For Whitehead, one of the side effects of the work she’s put into the New Innovator Award has been a reckoning about the direction of her lab’s focus. Before breast milk, her lab worked on drug delivery in a more general way, focusing on designing proteins for oral delivery or finding ways to transport RNA therapeutics. That work, she says, was less viscerally related to personal experience.

But with the breast-milk proposal, as well as another in the lab exploring how to package drugs in such a way that they can’t cross the placenta, there has been a subtle shift toward addressing major problems that affect women’s health during their reproductive years.

The experience of pregnancy, childbirth, and breastfeeding has laid bare for Whitehead the difficulties of doing research on pregnant women, fetuses, and children. Take the placenta project: most drugs have not and—with currently available technology—cannot easily be tested for fetal safety. Many pregnant women must make choices about taking medicines they might need without knowing if those medications are safe for their babies.

“Yes, it is absolutely true that there are very limited means by which to conduct ethical trials of any kind on this,” she says of drug safety during pregnancy. But the people with the most institutional power are men, who underestimate the problem because they haven’t experienced it themselves, she contends.

“I think the other large part of the problem is that there are a bunch of male scientists sitting around saying, ‘Nobody’s dying here,’ ” she says, so the quality-of-life issue gets lost.

Lebrilla says a broader cultural shift needs to happen in biomedical science for research on underserved topics like breast milk to become more pervasive.
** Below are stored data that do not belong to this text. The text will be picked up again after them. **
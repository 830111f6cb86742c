//! Structural validation of persisted graphs
//!
//! Finds duplicate guids, unknown node types, dangling or mistyped
//! connections and dependency cycles without compiling. Compilation itself
//! tolerates most of these (by skipping links or substituting placeholders);
//! this pass reports them all at once for authoring tools.

use std::collections::{HashMap, HashSet};

use crate::compiler::DependencyGraph;
use crate::conversion::ConversionRegistry;
use crate::data::GraphData;
use crate::descriptor::{NodeDescriptor, PortDescriptor};
use crate::error::CeresError;
use crate::registry::NodeRegistry;
use crate::types::{ExecutionPath, PortDirection, PortType, TypeIdentity};

/// A structural problem in a persisted graph
#[derive(Debug, Clone, PartialEq)]
pub enum ValidationError {
    /// Two nodes share a guid
    DuplicateGuid { guid: String },
    /// A node type is not registered, even after redirects
    UnknownNodeType { guid: String, node_type: String },
    /// A connection references a node that does not exist
    UnknownNode { from: String, guid: String },
    /// A connection references a port its node does not declare
    UnknownPort { guid: String, port: String, index: usize },
    /// Connections recorded on a port that is not an output
    ConnectionOnInput { guid: String, port: String },
    /// A link whose port types or kinds cannot be joined
    IncompatiblePorts { from: String, to: String, reason: String },
    /// Dependency-path nodes that depend on each other
    CircularDependency { chain: Vec<String> },
}

impl std::fmt::Display for ValidationError {
    fn fmt(&self, f: &mut std::fmt::Formatter<'_>) -> std::fmt::Result {
        match self {
            Self::DuplicateGuid { guid } => write!(f, "Duplicate node guid '{}'", guid),
            Self::UnknownNodeType { guid, node_type } => {
                write!(f, "Unknown node type '{}' for node '{}'", node_type, guid)
            }
            Self::UnknownNode { from, guid } => {
                write!(f, "Connection from '{}' references unknown node '{}'", from, guid)
            }
            Self::UnknownPort { guid, port, index } => {
                write!(f, "Node '{}' has no port '{}[{}]'", guid, port, index)
            }
            Self::ConnectionOnInput { guid, port } => {
                write!(f, "Connections recorded on input '{}' of node '{}'", port, guid)
            }
            Self::IncompatiblePorts { from, to, reason } => {
                write!(f, "Link {} -> {} is incompatible: {}", from, to, reason)
            }
            Self::CircularDependency { chain } => {
                write!(f, "Circular dependency: {}", chain.join(" -> "))
            }
        }
    }
}

impl std::error::Error for ValidationError {}

/// Validate a persisted graph
///
/// Returns all validation errors found (not just the first). Local function
/// graphs are validated too.
pub fn validate_graph(
    graph: &GraphData,
    registry: &NodeRegistry,
    conversions: &ConversionRegistry,
) -> Vec<ValidationError> {
    let mut errors = Vec::new();

    validate_guids(graph, &mut errors);
    let descriptors = resolve_descriptors(graph, registry, &mut errors);
    let links = validate_connections(graph, &descriptors, conversions, &mut errors);
    detect_cycles(graph, &descriptors, &links, &mut errors);

    for function in &graph.functions {
        errors.extend(validate_graph(&function.graph, registry, conversions));
    }
    errors
}

fn validate_guids(graph: &GraphData, errors: &mut Vec<ValidationError>) {
    let mut seen = HashSet::new();
    for node in &graph.nodes {
        if !seen.insert(node.guid.as_str()) {
            errors.push(ValidationError::DuplicateGuid {
                guid: node.guid.clone(),
            });
        }
    }
}

/// Descriptor per guid; unknown types are reported and left out
fn resolve_descriptors<'g>(
    graph: &'g GraphData,
    registry: &NodeRegistry,
    errors: &mut Vec<ValidationError>,
) -> HashMap<&'g str, NodeDescriptor> {
    let mut descriptors = HashMap::new();
    for node in &graph.nodes {
        let resolved = registry
            .resolve_identity(&TypeIdentity::parse(&node.node_type))
            .and_then(|identity| registry.descriptor(&identity));
        let Some(descriptor) = resolved else {
            errors.push(ValidationError::UnknownNodeType {
                guid: node.guid.clone(),
                node_type: node.node_type.clone(),
            });
            continue;
        };
        let arguments: Option<Vec<PortType>> =
            node.generic_arguments.iter().map(|a| a.parse().ok()).collect();
        match arguments.and_then(|args| descriptor.instantiate(&args)) {
            Some(instantiated) => {
                descriptors.entry(node.guid.as_str()).or_insert(instantiated);
            }
            None => errors.push(ValidationError::UnknownNodeType {
                guid: node.guid.clone(),
                node_type: format!("{}<{}>", node.node_type, node.generic_arguments.join(", ")),
            }),
        }
    }
    descriptors
}

fn find_port<'d>(
    descriptor: &'d NodeDescriptor,
    name: &str,
    index: usize,
) -> Option<&'d PortDescriptor> {
    descriptor
        .port(name)
        .filter(|port| port.array || index == 0)
}

/// Check every recorded connection; returns data links as `(source, target)` guids
fn validate_connections<'g>(
    graph: &'g GraphData,
    descriptors: &HashMap<&str, NodeDescriptor>,
    conversions: &ConversionRegistry,
    errors: &mut Vec<ValidationError>,
) -> Vec<(&'g str, &'g str)> {
    let guids: HashSet<&str> = graph.nodes.iter().map(|n| n.guid.as_str()).collect();
    let mut links = Vec::new();

    for node in &graph.nodes {
        let source_descriptor = descriptors.get(node.guid.as_str());
        for record in node.ports.iter().filter(|r| !r.connections.is_empty()) {
            let output = match source_descriptor {
                Some(descriptor) => match find_port(descriptor, &record.name, record.index) {
                    Some(port) => Some(port),
                    None => {
                        errors.push(ValidationError::UnknownPort {
                            guid: node.guid.clone(),
                            port: record.name.clone(),
                            index: record.index,
                        });
                        continue;
                    }
                },
                None => None,
            };
            if let Some(output) = output {
                if output.direction != PortDirection::Output {
                    errors.push(ValidationError::ConnectionOnInput {
                        guid: node.guid.clone(),
                        port: record.name.clone(),
                    });
                    continue;
                }
            }

            for connection in &record.connections {
                if !guids.contains(connection.node_guid.as_str()) {
                    errors.push(ValidationError::UnknownNode {
                        from: node.guid.clone(),
                        guid: connection.node_guid.clone(),
                    });
                    continue;
                }
                let Some(target_descriptor) = descriptors.get(connection.node_guid.as_str()) else {
                    continue;
                };
                let input =
                    find_port(target_descriptor, &connection.port_name, connection.port_index);
                let Some(input) = input else {
                    errors.push(ValidationError::UnknownPort {
                        guid: connection.node_guid.clone(),
                        port: connection.port_name.clone(),
                        index: connection.port_index,
                    });
                    continue;
                };
                let Some(output) = output else {
                    continue;
                };

                let from = format!("{}.{}", node.guid, output.name);
                let to = format!("{}.{}", connection.node_guid, input.name);
                let reason = if input.direction != PortDirection::Input {
                    Some("target is not an input".to_string())
                } else if output.kind != input.kind {
                    Some(format!("{:?} port linked to {:?} port", output.kind, input.kind))
                } else if !output.is_control()
                    && !conversions.can_convert(&output.port_type, &input.port_type)
                {
                    Some(format!("no conversion {} -> {}", output.port_type, input.port_type))
                } else {
                    None
                };
                match reason {
                    Some(reason) => {
                        errors.push(ValidationError::IncompatiblePorts { from, to, reason })
                    }
                    None if !output.is_control() => {
                        links.push((node.guid.as_str(), connection.node_guid.as_str()));
                    }
                    None => {}
                }
            }
        }
    }
    links
}

fn detect_cycles(
    graph: &GraphData,
    descriptors: &HashMap<&str, NodeDescriptor>,
    links: &[(&str, &str)],
    errors: &mut Vec<ValidationError>,
) {
    let index: HashMap<&str, usize> = graph
        .nodes
        .iter()
        .enumerate()
        .map(|(i, n)| (n.guid.as_str(), i))
        .collect();

    let mut dependencies = DependencyGraph::default();
    for node in &graph.nodes {
        dependencies.dependencies.push(Vec::new());
        dependencies.forward.push(
            descriptors
                .get(node.guid.as_str())
                .map(|d| d.execution_path == ExecutionPath::Forward)
                .unwrap_or(true),
        );
        dependencies.names.push(node.guid.clone());
    }
    for (source, target) in links {
        let (Some(&s), Some(&t)) = (index.get(source), index.get(target)) else {
            continue;
        };
        if s != t && !dependencies.dependencies[t].contains(&s) {
            dependencies.dependencies[t].push(s);
        }
    }

    if let Err(CeresError::CircularDependency { chain }) = dependencies.compute_paths() {
        errors.push(ValidationError::CircularDependency { chain });
    }
}

#[cfg(test)]
mod tests {
    use super::*;
    use crate::builder::GraphBuilder;
    use crate::context::ExecutionContext;
    use crate::descriptor::{DescribeNode, PortDescriptor};
    use crate::error::Result;
    use crate::node::Node;
    use crate::types::NodeCategory;
    use async_trait::async_trait;
    use serde::Deserialize;

    #[derive(Deserialize)]
    struct Number {}

    impl DescribeNode for Number {
        fn descriptor() -> NodeDescriptor {
            NodeDescriptor::dependency(
                TypeIdentity::new("Test", "Number"),
                "Number",
                NodeCategory::Value,
            )
            .with_port(PortDescriptor::input("in", PortType::Int))
            .with_port(PortDescriptor::output("out", PortType::Int))
            .with_port(PortDescriptor::output("text", PortType::String))
        }
    }

    #[async_trait]
    impl Node for Number {
        async fn execute(&self, _cx: &mut ExecutionContext<'_>) -> Result<()> {
            Ok(())
        }
    }

    fn registry() -> NodeRegistry {
        let mut registry = NodeRegistry::new();
        registry.register_type::<Number>();
        registry
    }

    #[test]
    fn test_valid_graph() {
        let data = GraphBuilder::new("g")
            .add_node("a", "Test.Number")
            .add_node("b", "Test.Number")
            .connect("a", "out", "b", "in")
            .build();
        let errors = validate_graph(&data, &registry(), &ConversionRegistry::with_defaults());
        assert!(errors.is_empty());
    }

    #[test]
    fn test_reports_every_problem() {
        let data = GraphBuilder::new("g")
            .add_node("a", "Test.Number")
            .add_node("a", "Test.Number")
            .add_node("c", "Gone.Type")
            .add_node("d", "Test.Number")
            .connect("d", "out", "missing", "in")
            .connect("d", "out", "a", "nope")
            .connect("d", "text", "a", "in")
            .build();
        let errors = validate_graph(&data, &registry(), &ConversionRegistry::with_defaults());

        assert!(errors.contains(&ValidationError::DuplicateGuid { guid: "a".into() }));
        assert!(errors
            .iter()
            .any(|e| matches!(e, ValidationError::UnknownNodeType { guid, .. } if guid == "c")));
        assert!(errors
            .iter()
            .any(|e| matches!(e, ValidationError::UnknownNode { guid, .. } if guid == "missing")));
        assert!(errors
            .iter()
            .any(|e| matches!(e, ValidationError::UnknownPort { port, .. } if port == "nope")));
        assert!(errors.iter().any(|e| matches!(e, ValidationError::IncompatiblePorts { .. })));
    }

    #[test]
    fn test_detects_cycle() {
        let data = GraphBuilder::new("g")
            .add_node("x", "Test.Number")
            .add_node("y", "Test.Number")
            .connect("x", "out", "y", "in")
            .connect("y", "out", "x", "in")
            .build();
        let errors = validate_graph(&data, &registry(), &ConversionRegistry::with_defaults());
        assert!(errors
            .iter()
            .any(|e| matches!(
                e,
                ValidationError::CircularDependency { chain } if chain.len() == 3
            )));
    }
}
“Certainly, I think having more women in science will change it in a big way,” he says. But the problem is a bigger one of where we place our value. Biomedical science is focused on cures, he says, and less on prevention. And the messengers of prevention, the primary care doctors, the nurses, the dietitians, tend to be women. The work of prevention ends up being devalued, he says. And while Whitehead wants to cure disease, she wants to do it at the earliest point possible, through breast milk, or maybe formula, which the child would be getting anyway. In doing this, she hopes to prevent illnesses that often lead to disability or death, or prevent children and their families from having to go through years of painful and potentially costly treatments.
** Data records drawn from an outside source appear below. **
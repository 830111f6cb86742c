//! Math nodes
//!
//! Pure float arithmetic and comparison. Int outputs linked into these
//! inputs widen through the registered `int -> float` conversion; ints
//! arriving untyped (through `any` ports) are widened on read.

use async_trait::async_trait;
use ceres_graph::{
    deserialize_node, DescribeNode, ExecutionContext, Node, NodeCategory, NodeDescriptor,
    NodeRegistration, PortDescriptor, PortType, Result, TypeIdentity, Value,
};
use serde::{Deserialize, Serialize};

const PORT_A: &str = "a";
const PORT_B: &str = "b";
const PORT_RESULT: &str = "result";

fn binary_descriptor(class: &str, label: &str, result: PortType) -> NodeDescriptor {
    NodeDescriptor::dependency(TypeIdentity::new("Ceres.Math", class), label, NodeCategory::Value)
        .with_port(PortDescriptor::input(PORT_A, PortType::Float))
        .with_port(PortDescriptor::input(PORT_B, PortType::Float))
        .with_port(PortDescriptor::output(PORT_RESULT, result))
}

fn number(cx: &ExecutionContext<'_>, port: &str) -> f64 {
    match cx.input_value(port) {
        Value::Int(i) => i as f64,
        other => other.get_or_default(),
    }
}

/// `result = a + b`
#[derive(Debug, Clone, Default, Serialize, Deserialize)]
pub struct AddNode {}

impl DescribeNode for AddNode {
    fn descriptor() -> NodeDescriptor {
        binary_descriptor("Add", "Add", PortType::Float).with_description("Adds two numbers")
    }
}

inventory::submit!(NodeRegistration {
    descriptor: AddNode::descriptor,
    factory: deserialize_node::<AddNode>,
});

#[async_trait]
impl Node for AddNode {
    async fn execute(&self, cx: &mut ExecutionContext<'_>) -> Result<()> {
        let a = number(cx, PORT_A);
        let b = number(cx, PORT_B);
        cx.set_output(PORT_RESULT, a + b);
        Ok(())
    }
}

/// `result = a * b`
#[derive(Debug, Clone, Default, Serialize, Deserialize)]
pub struct MultiplyNode {}

impl DescribeNode for MultiplyNode {
    fn descriptor() -> NodeDescriptor {
        binary_descriptor("Multiply", "Multiply", PortType::Float)
            .with_description("Multiplies two numbers")
    }
}

inventory::submit!(NodeRegistration {
    descriptor: MultiplyNode::descriptor,
    factory: deserialize_node::<MultiplyNode>,
});

#[async_trait]
impl Node for MultiplyNode {
    async fn execute(&self, cx: &mut ExecutionContext<'_>) -> Result<()> {
        let a = number(cx, PORT_A);
        let b = number(cx, PORT_B);
        cx.set_output(PORT_RESULT, a * b);
        Ok(())
    }
}

/// Comparison operator of a [`CompareNode`]
#[derive(Debug, Clone, Copy, PartialEq, Eq, Default, Serialize, Deserialize)]
#[serde(rename_all = "snake_case")]
pub enum CompareOp {
    Less,
    LessEqual,
    #[default]
    Equal,
    NotEqual,
    Greater,
    GreaterEqual,
}

impl CompareOp {
    pub fn apply(self, a: f64, b: f64) -> bool {
        match self {
            CompareOp::Less => a < b,
            CompareOp::LessEqual => a <= b,
            CompareOp::Equal => a == b,
            CompareOp::NotEqual => a != b,
            CompareOp::Greater => a > b,
            CompareOp::GreaterEqual => a >= b,
        }
    }
}

/// `result = a <op> b`
#[derive(Debug, Clone, Default, Serialize, Deserialize)]
pub struct CompareNode {
    #[serde(default)]
    pub op: CompareOp,
}

impl DescribeNode for CompareNode {
    fn descriptor() -> NodeDescriptor {
        binary_descriptor("Compare", "Compare", PortType::Bool)
            .with_description("Compares two numbers")
    }
}

inventory::submit!(NodeRegistration {
    descriptor: CompareNode::descriptor,
    factory: deserialize_node::<CompareNode>,
});

#[async_trait]
impl Node for CompareNode {
    async fn execute(&self, cx: &mut ExecutionContext<'_>) -> Result<()> {
        let a = number(cx, PORT_A);
        let b = number(cx, PORT_B);
        cx.set_output(PORT_RESULT, self.op.apply(a, b));
        Ok(())
    }

    fn serialize_fields(&self) -> serde_json::Value {
        serde_json::to_value(self).unwrap_or_default()
    }
}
And so Charlotte, Elsie, Ebony, and the sisterhood of Goat Rodeo Farm find themselves part of not just a scientific project but a social one as well. Whitehead hopes that understanding more about breast milk and other aspects of women’s biology will normalize women’s biology as a space where chemical engineering can solve problems, but she doesn’t believe that failure will kill that vibe.

“I believe the breast-milk proposal will serve 100% of the population,” she says. “Everyone is born. Everyone has the potential to use this type of therapy. Our main goal is to create new technology that works. And so, even if I fail, if I can inspire others to go forth and to start asking questions along these lines, then it’s a win, regardless of what happens to me.”